The red flags were there, but I ignored them. I didn’t want to believe that my hours, upon hours, upon hours, of invested time would come to an end.

Instead of facing the facts and acknowledging the “red flags” in my relationship, I ignored them.

Why did I ignore them? For similar reasons many of you do (or have done) as well. I didn’t want to have to face the truth. I didn’t want to be honest with myself. I didn’t want to think about my future without him. I didn’t want to imagine being single. I didn’t want to face starting over. I didn’t want to deal with the pain of a broken heart.

Looking back I wish I would have acknowledged the “red flags” much, much sooner.

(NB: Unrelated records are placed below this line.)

//! Viewer builder and window host.
//!
//! Wires the pieces together: a winit window, the wgpu point renderer, the
//! parameter panel, and the regenerate-on-change control flow. Generation is
//! synchronous on the event-loop thread; a parameter-finalized event from
//! the panel discards the old cloud and installs a fresh one.

use std::sync::Arc;
use std::time::Instant;

use rand::rngs::SmallRng;
use rand::SeedableRng;
use winit::{
    application::ApplicationHandler,
    event::{ElementState, MouseButton, MouseScrollDelta, WindowEvent},
    event_loop::{ActiveEventLoop, ControlFlow, EventLoop},
    window::{Window, WindowId},
};

use crate::error::ViewerError;
use crate::galaxy::{self, GalaxyParams};
#[cfg(feature = "egui")]
use crate::panel::Panel;
use crate::renderer::{GpuRenderer, Overlay, PointCloudRenderer};

/// Radians per second of idle orbit.
const AUTO_ROTATE_SPEED: f32 = 0.2;

/// An interactive galaxy viewer.
///
/// Use method chaining to configure, then call [`Viewer::run`] to open the
/// window. This blocks until the window is closed.
///
/// ```ignore
/// use galaxygen::{GalaxyParams, Viewer};
///
/// Viewer::new()
///     .with_params(GalaxyParams { branches: 4, ..Default::default() })
///     .run()?;
/// ```
pub struct Viewer {
    params: GalaxyParams,
    seed: Option<u64>,
    auto_rotate: bool,
    title: String,
}

impl Viewer {
    /// Create a viewer with the default parameter preset.
    pub fn new() -> Self {
        Self {
            params: GalaxyParams::default(),
            seed: None,
            auto_rotate: true,
            title: "galaxygen".to_string(),
        }
    }

    /// Set the initial galaxy parameters.
    pub fn with_params(mut self, params: GalaxyParams) -> Self {
        self.params = params;
        self
    }

    /// Seed the random source, making every regeneration reproducible.
    /// Without a seed, each run scatters differently.
    pub fn with_seed(mut self, seed: u64) -> Self {
        self.seed = Some(seed);
        self
    }

    /// Enable or disable the idle camera orbit (on by default).
    pub fn with_auto_rotate(mut self, auto_rotate: bool) -> Self {
        self.auto_rotate = auto_rotate;
        self
    }

    /// Set the window title.
    pub fn with_title(mut self, title: impl Into<String>) -> Self {
        self.title = title.into();
        self
    }

    /// Open the window and run until it is closed.
    pub fn run(self) -> Result<(), ViewerError> {
        // Reject bad parameters before a window ever opens.
        self.params.validate()?;

        let event_loop = EventLoop::new()?;
        event_loop.set_control_flow(ControlFlow::Poll);

        let mut app = App::new(self);
        event_loop.run_app(&mut app)?;

        match app.error.take() {
            Some(err) => Err(err),
            None => Ok(()),
        }
    }
}

impl Default for Viewer {
    fn default() -> Self {
        Self::new()
    }
}

/// Run a generation and hand the result to the renderer. The old cloud's
/// buffers are released inside `install`; a rejected parameter set keeps the
/// previous cloud on screen.
fn regenerate(params: &GalaxyParams, rng: &mut SmallRng, gpu: &mut GpuRenderer) {
    let started = Instant::now();
    match galaxy::generate(params, rng) {
        Ok(cloud) => {
            gpu.install(&cloud, params.size);
            log::debug!(
                "regenerated {} points in {:.1?}",
                cloud.point_count(),
                started.elapsed()
            );
        }
        Err(err) => log::warn!("parameters rejected: {}", err),
    }
}

struct App {
    params: GalaxyParams,
    rng: SmallRng,
    auto_rotate: bool,
    title: String,
    window: Option<Arc<Window>>,
    gpu: Option<GpuRenderer>,
    #[cfg(feature = "egui")]
    panel: Option<Panel>,
    mouse_pressed: bool,
    last_mouse_pos: Option<(f64, f64)>,
    last_frame: Instant,
    error: Option<ViewerError>,
}

impl App {
    fn new(viewer: Viewer) -> Self {
        let rng = match viewer.seed {
            Some(seed) => SmallRng::seed_from_u64(seed),
            None => SmallRng::from_entropy(),
        };

        Self {
            params: viewer.params,
            rng,
            auto_rotate: viewer.auto_rotate,
            title: viewer.title,
            window: None,
            gpu: None,
            #[cfg(feature = "egui")]
            panel: None,
            mouse_pressed: false,
            last_mouse_pos: None,
            last_frame: Instant::now(),
            error: None,
        }
    }

    fn redraw(&mut self, event_loop: &ActiveEventLoop) {
        let now = Instant::now();
        let delta = now.duration_since(self.last_frame).as_secs_f32();
        self.last_frame = now;

        let (Some(window), Some(gpu)) = (self.window.as_ref(), self.gpu.as_mut()) else {
            return;
        };

        if self.auto_rotate && !self.mouse_pressed {
            gpu.camera.yaw += AUTO_ROTATE_SPEED * delta;
        }

        #[cfg(feature = "egui")]
        if let Some(panel) = self.panel.as_mut() {
            if panel.run(window, &mut self.params) {
                regenerate(&self.params, &mut self.rng, gpu);
            }
        }

        #[cfg(feature = "egui")]
        let overlay = self.panel.as_mut().map(|p| p as &mut dyn Overlay);
        #[cfg(not(feature = "egui"))]
        let overlay: Option<&mut dyn Overlay> = None;

        match gpu.render(overlay) {
            Ok(()) => {}
            Err(wgpu::SurfaceError::Lost | wgpu::SurfaceError::Outdated) => {
                let size = window.inner_size();
                gpu.resize(size.width, size.height);
            }
            Err(wgpu::SurfaceError::OutOfMemory) => {
                log::error!("out of GPU memory, exiting");
                event_loop.exit();
            }
            Err(err) => log::warn!("render error: {:?}", err),
        }

        window.request_redraw();
    }
}

impl ApplicationHandler for App {
    fn resumed(&mut self, event_loop: &ActiveEventLoop) {
        if self.window.is_some() {
            return;
        }

        let window_attrs = Window::default_attributes()
            .with_title(self.title.clone())
            .with_inner_size(winit::dpi::LogicalSize::new(1280, 720));

        let window = match event_loop.create_window(window_attrs) {
            Ok(window) => Arc::new(window),
            Err(err) => {
                self.error = Some(err.into());
                event_loop.exit();
                return;
            }
        };
        self.window = Some(window.clone());

        let mut gpu = match pollster::block_on(GpuRenderer::new(window.clone())) {
            Ok(gpu) => gpu,
            Err(err) => {
                self.error = Some(err.into());
                event_loop.exit();
                return;
            }
        };

        #[cfg(feature = "egui")]
        {
            self.panel = Some(Panel::new(gpu.device(), gpu.surface_format(), &window));
        }

        regenerate(&self.params, &mut self.rng, &mut gpu);
        self.gpu = Some(gpu);
    }

    fn window_event(&mut self, event_loop: &ActiveEventLoop, _id: WindowId, event: WindowEvent) {
        #[cfg(feature = "egui")]
        let ui_consumed = match (self.window.as_ref(), self.panel.as_mut()) {
            (Some(window), Some(panel)) => panel.on_window_event(window, &event),
            _ => false,
        };
        #[cfg(not(feature = "egui"))]
        let ui_consumed = false;

        match event {
            WindowEvent::CloseRequested => {
                event_loop.exit();
            }
            WindowEvent::Resized(physical_size) => {
                if let Some(gpu) = &mut self.gpu {
                    gpu.resize(physical_size.width, physical_size.height);
                }
            }
            // Releases pass through even over the panel so a drag can't get
            // stuck on.
            WindowEvent::MouseInput { state, button, .. }
                if !ui_consumed || state == ElementState::Released =>
            {
                if button == MouseButton::Left {
                    self.mouse_pressed = state == ElementState::Pressed;
                    if !self.mouse_pressed {
                        self.last_mouse_pos = None;
                    }
                }
            }
            WindowEvent::CursorMoved { position, .. } if !ui_consumed => {
                if self.mouse_pressed {
                    if let Some((last_x, last_y)) = self.last_mouse_pos {
                        let dx = (position.x - last_x) as f32;
                        let dy = (position.y - last_y) as f32;
                        if let Some(gpu) = &mut self.gpu {
                            gpu.camera.rotate(dx, dy);
                        }
                    }
                    self.last_mouse_pos = Some((position.x, position.y));
                }
            }
            WindowEvent::MouseWheel { delta, .. } if !ui_consumed => {
                let scroll = match delta {
                    MouseScrollDelta::LineDelta(_, y) => y,
                    MouseScrollDelta::PixelDelta(pos) => pos.y as f32 * 0.1,
                };
                if let Some(gpu) = &mut self.gpu {
                    gpu.camera.zoom(scroll);
                }
            }
            WindowEvent::RedrawRequested => {
                self.redraw(event_loop);
            }
            _ => {}
        }
    }
}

I now realize that ignoring the warning signs in my relationship was a really bad idea. It didn’t save me from heartache, it only caused the situation to drag on. More emotions, more time, more heartache and more pain.

I so encourage you to be wise and honest in your romantic relationships.

Please don’t ignore the red flags. Don’t push them under the rug and expect them to go away. Look at them for what they truly are and bravely face the issues head on.

Here are some “red flags” to look for in your current (or future) relationship.

1. Your Family Doesn’t Like Him

This is a big deal, girls. God gave you your family on purpose and for a purpose. They know you better than most anyone else. They live with you and understand your strengths and weaknesses more than your friends do. If your family has major reservations about a guy, take that super seriously. They have a great unemotional perspective on the relationship and can offer so much wisdom.

2. Lot’s of Talk, Little Action

When a guy spits out a lot of big ideas, but fails to follow through on them, that’s a big problem. Words should lead to action. If your guy is talking a lot, but producing little action, you need to take a step back. You need a man who is more than “big talk.” You need a man you can trust. A man who will follow through on what he says.

3. He Conforms to Who You Want

“You love overseas missions? I do too!” “You’ve always wanted a super big family? Same here” “You’re passionate about feeding the homeless? I am too!” The problem isn’t that you might have similar interests, the problem is that the guy is conforming all of his passions, beliefs, and desires to fit yours. If a guy is going to be the spiritual leader in his family, he needs to have convictions, passions and purposes of his own. If he is simply conforming to whatever you are passionate about, you’ve got problems. You need a leader, not a chameleon.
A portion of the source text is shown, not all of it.